The essential ingredients for a future are there. All depends on how well they execute this transition. If they do well, then those "peripheral" markets they've been nurturing could pay off in spades - not as dumping-grounds for leftover technology, but as loyal customers of generations of competitive products to come.
posted by bicyclefish at 9:40 PM on January 22, 2012




So amateur hour is over now right?
posted by dumbland at 10:17 PM on January 22, 2012 [2 favorites]


I am now using a Virgin Mobile Android phone that costs $150 to buy without subsidy, and $45 a month for 1200 minutes, unlimited texts and 3G data. Within a couple of years, there will be no such thing as a feature phone anymore.

RIM has zero chance. They simply can't compete at those prices. Sure, their hardware is good, but it doesn't make up for paying 5x more for less functionality.
posted by miyabo at 10:34 PM on January 22, 2012 [1 favorite]


Does this mean Hamilton is finally getting an NHL team?
posted by mannequito at 12:06 AM on January 23, 2012 [6 favorites]


I have a friend who has a Playbook, got it at a good price since they haven't been selling well, and it is very well put together. Build is good and the form factor is nice, as well as the software seeming to run fast enough compared to some dodgy Android tablets I've seen. Not an iPad, but pretty good nevertheless.
posted by arcticseal at 12:34 AM on January 23, 2012 [1 favorite]


astroturfing

If so, you canucks need to try harder, eh?

has a Playbook...Not an iPad, but pretty good nevertheless.

I take it your friend is not a fan of email?
posted by Chekhovian at 12:36 AM on January 23, 2012


He has enough email on his work BB. But yes, he has had to wrestle his corporate IT and is expectantly waiting for the email "add-on" (oh, the irony that email is not standard on it). He's pretty high up in his company so he can push them to support it even though it's painful.
posted by arcticseal at 12:51 AM on January 23, 2012


"See, we didn't drive the company into the ground. We weren't at the helm. It was that other guy. He's the one who sucks."
posted by narcoleptic at 3:20 AM on January 23, 2012


My wife got a Blackberry bold and hated it. She used another upgrade on the plan to go to the iPhone. When we consolidated plans, I "inherited" the Bold, after using an HTC Magic for something like three years.
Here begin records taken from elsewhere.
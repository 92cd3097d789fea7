use anyhow::Result;
use serde::{Deserialize, Serialize};
use std::path::PathBuf;
use std::time::Duration;

use crate::models::MediaType;

const MIB: u64 = 1024 * 1024;

#[derive(Debug, Clone, Serialize, Deserialize)]
#[serde(default)]
pub struct OfflineCacheConfig {
    /// Directory holding the blob store
    pub cache_directory: Option<PathBuf>,

    /// Window size of chunked audiobook downloads in bytes
    pub chunk_size_bytes: u64,

    /// Audiobook files at or above this size are chunked
    pub chunk_threshold_bytes: u64,

    /// Minimum spacing between progress broadcasts
    pub progress_emit_interval_ms: u64,

    /// Minimum spacing between progress writes to the metadata store
    pub persist_interval_ms: u64,

    /// Buffer of the event broadcast channel
    pub event_capacity: usize,

    /// Re-enqueue books left `queued`/`downloading` by a previous process
    pub resume_on_startup: bool,

    /// Path fragments that mark a URL as an interceptable media stream
    pub stream_path_markers: Vec<String>,
}

impl Default for OfflineCacheConfig {
    fn default() -> Self {
        Self {
            cache_directory: None,
            chunk_size_bytes: 5 * MIB,
            chunk_threshold_bytes: 25 * MIB,
            progress_emit_interval_ms: 120,
            persist_interval_ms: 500,
            event_capacity: 256,
            resume_on_startup: true,
            stream_path_markers: vec!["/stream/".to_string(), "/file/".to_string()],
        }
    }
}

impl OfflineCacheConfig {
    /// Get the cache directory path, using platform-specific defaults if not set
    pub fn cache_directory(&self) -> Result<PathBuf> {
        if let Some(ref dir) = self.cache_directory {
            Ok(dir.clone())
        } else {
            Self::default_cache_directory()
        }
    }

    /// `<cache_dir>/offline-media-cache`, e.g. `~/.cache/offline-media-cache` on Linux
    pub fn default_cache_directory() -> Result<PathBuf> {
        let cache_dir =
            dirs::cache_dir().ok_or_else(|| anyhow::anyhow!("Failed to get cache directory"))?;
        Ok(cache_dir.join("offline-media-cache"))
    }

    /// Chunking policy: only audiobooks at or above the threshold.
    pub fn should_chunk(&self, media_type: MediaType, bytes_total: u64) -> bool {
        media_type == MediaType::Audiobook && bytes_total >= self.chunk_threshold_bytes
    }

    pub fn progress_emit_interval(&self) -> Duration {
        Duration::from_millis(self.progress_emit_interval_ms)
    }

    pub fn persist_interval(&self) -> Duration {
        Duration::from_millis(self.persist_interval_ms)
    }

    /// Validate configuration values
    pub fn validate(&self) -> Result<()> {
        if self.chunk_size_bytes == 0 {
            return Err(anyhow::anyhow!("chunk_size_bytes must be greater than 0"));
        }

        if self.chunk_threshold_bytes == 0 {
            return Err(anyhow::anyhow!(
                "chunk_threshold_bytes must be greater than 0"
            ));
        }

        if self.event_capacity == 0 {
            return Err(anyhow::anyhow!("event_capacity must be greater than 0"));
        }

        if self.stream_path_markers.iter().all(|m| m.is_empty()) {
            return Err(anyhow::anyhow!(
                "stream_path_markers must contain at least one non-empty marker"
            ));
        }

        Ok(())
    }
}

#[cfg(test)]
mod tests {
    use super::*;

    #[test]
    fn test_default_config() {
        let config = OfflineCacheConfig::default();
        assert_eq!(config.chunk_size_bytes, 5 * 1024 * 1024);
        assert_eq!(config.chunk_threshold_bytes, 25 * 1024 * 1024);
        assert_eq!(config.progress_emit_interval(), Duration::from_millis(120));
        assert_eq!(config.persist_interval(), Duration::from_millis(500));
        assert!(config.resume_on_startup);
        assert!(config.validate().is_ok());
    }

    #[test]
    fn test_chunking_policy() {
        let config = OfflineCacheConfig::default();
        let threshold = config.chunk_threshold_bytes;

        assert!(config.should_chunk(MediaType::Audiobook, threshold));
        assert!(config.should_chunk(MediaType::Audiobook, threshold * 4));
        assert!(!config.should_chunk(MediaType::Audiobook, threshold - 1));
        assert!(!config.should_chunk(MediaType::Ebook, threshold * 4));
        assert!(!config.should_chunk(MediaType::Unknown, threshold * 4));
    }

    #[test]
    fn test_config_validation() {
        let mut config = OfflineCacheConfig::default();

        config.chunk_size_bytes = 0;
        assert!(config.validate().is_err());

        config = OfflineCacheConfig::default();
        config.event_capacity = 0;
        assert!(config.validate().is_err());

        config = OfflineCacheConfig::default();
        config.stream_path_markers = vec![String::new()];
        assert!(config.validate().is_err());
    }

    #[test]
    fn test_explicit_cache_directory_wins() {
        let config = OfflineCacheConfig {
            cache_directory: Some(PathBuf::from("/tmp/omc")),
            ..Default::default()
        };
        assert_eq!(config.cache_directory().unwrap(), PathBuf::from("/tmp/omc"));
    }
}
Even though the Bold is considerably newer, it feels like a downgrade: it crashes constantly, the browsing is abysmal, phone reception (and sound quality) is ridiculous. I cannot understand the process that would lead to this product existing.
posted by sonic meat machine at 4:33 AM on January 23, 2012


Another anecdote, my eighteen year old niece got a Blackberry recently and when I asked her about the choice, she said that all her friends had them for the cheap messaging.
posted by octothorpe at 5:02 AM on January 23, 2012


the smartphone of choice for the majority (37%) of British teens

:facepalm:
posted by hangashore at 5:21 AM on January 23, 2012 [5 favorites]
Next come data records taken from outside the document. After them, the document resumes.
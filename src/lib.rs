//! # Vermilion Graphics
//!
//! Typed GPU resource management over a stateless, handle-based driver.
//!
//! ## Overview
//!
//! This crate provides:
//! - [`Driver`] - Trait for graphics driver implementations
//! - [`resources`] - Typed buffers, textures, samplers and framebuffers
//! - [`Residency`] - Bindless handle residency tracking
//! - `NullDriver` - In-memory driver for tests (feature `null-driver`)
//!
//! ## Example
//!
//! ```ignore
//! use vermilion_graphics::{Driver, MutableBuffer, UsageHint};
//!
//! let mut buffer = MutableBuffer::<u32>::new(driver, UsageHint::DynamicDraw);
//! buffer.reserve(driver, 1024)?;
//! buffer.write(driver, 0, &data)?;
//! ```

pub mod dds;
pub mod driver;
pub mod error;
pub mod handle;
pub mod image;
pub mod residency;
pub mod resources;
pub mod shader;
pub mod state;
pub mod types;

// Re-export main types for convenience
pub use dds::{load_dds, DdsFile};
pub use driver::Driver;
#[cfg(feature = "null-driver")]
pub use driver::NullDriver;
pub use error::GraphicsError;
pub use handle::{Dispose, GpuResource, RawHandle};
pub use image::{DecodedImage, ImageCodec, StandardCodec};
pub use residency::Residency;
pub use resources::{
    BufferRead, BufferWrite, Framebuffer, GrowthBuffer, ImmutableBuffer, MutableBuffer,
    PersistentBuffer, RenderTarget, Renderbuffer, Sampler, Texture,
};
pub use shader::{expand_includes, Program};
pub use state::RenderState;
pub use types::{
    AttachmentSlot, BlitFilter, BlitMask, CompressedFormat, Extent3d, FramebufferStatus,
    InternalFormat, Offset3d, PixelFormat, PixelType, Region, TextureStorage, TextureTarget,
    UsageHint,
};

/// Graphics library version
pub const VERSION: &str = env!("CARGO_PKG_VERSION");

/// Initialize the graphics subsystem.
///
/// This should be called before using any graphics functionality.
pub fn init() {
    log::info!("Vermilion Graphics v{} initialized", VERSION);
}

#[cfg(test)]
mod tests {
    use super::*;

    #[test]
    fn test_version() {
        assert!(!VERSION.is_empty());
    }

    #[cfg(feature = "null-driver")]
    #[test]
    fn test_null_driver() {
        let driver = NullDriver::new();
        assert_eq!(driver.name(), "Null Driver");
    }
}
sonic meat machine- I find that surprising. I had a Bold 9000, and now have a Bold 9900. Both are the best phones I've ever had. When I was shopping for the 9000, I was agnostic on what phone to get. I played with the stuff in the store, and as soon as I picked it up after fiddling with the iPhone, I knew it was the phone for me. The iPhone was more advanced in many ways, but it just didn't "grab" me as being useful. And the Blackberry did. It had more bling, but I was looking for convenience and usability.
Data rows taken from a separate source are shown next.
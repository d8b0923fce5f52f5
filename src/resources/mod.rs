//! Typed wrappers over raw driver objects.

pub mod buffer;
pub mod framebuffer;
pub mod growth;
pub mod persistent;
pub mod sampler;
pub mod target;
pub mod texture;

pub use buffer::{clamp_range, BufferRead, BufferWrite, ImmutableBuffer, MutableBuffer};
pub use framebuffer::{Framebuffer, Renderbuffer, RenderbufferStorage};
pub use growth::GrowthBuffer;
pub use persistent::PersistentBuffer;
pub use sampler::Sampler;
pub use target::RenderTarget;
pub use texture::Texture;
The Bold 9000's web browser was pretty crappy on non-mobile sites, but the 9900's browser is just fine. (*) It even has "tabs"! Sound quality is great, and its music player hooks into my car's Bluetooth and sounds just as good as the XM radio. I rarely if ever have dropped calls, but part of that is the AT&T network, which is pretty good where I live. Now, the screen size is a little small, but that's to be expected and a trade off for having a real keyboard. I do whatever I want on the phone, and my monthly data usage is measured in MB, not GB.

I read an article, perhaps here, about the RIM management, and it bemoaned that the guys in charge were quasi-autistic perfectionists. That's what I WANT in my mobile phone makers. I want them to obsess about the small stuff and not rush to market. I had to wait a long summer for the 9900 to finally get released, but in then end it wasn't so bad because the 9000 just kept working. Nearly three years of daily, hard usage, the only battle scars being that the chrome ring was getting worn down, and the screen looked funny because I accidentally spilled a solvent on it.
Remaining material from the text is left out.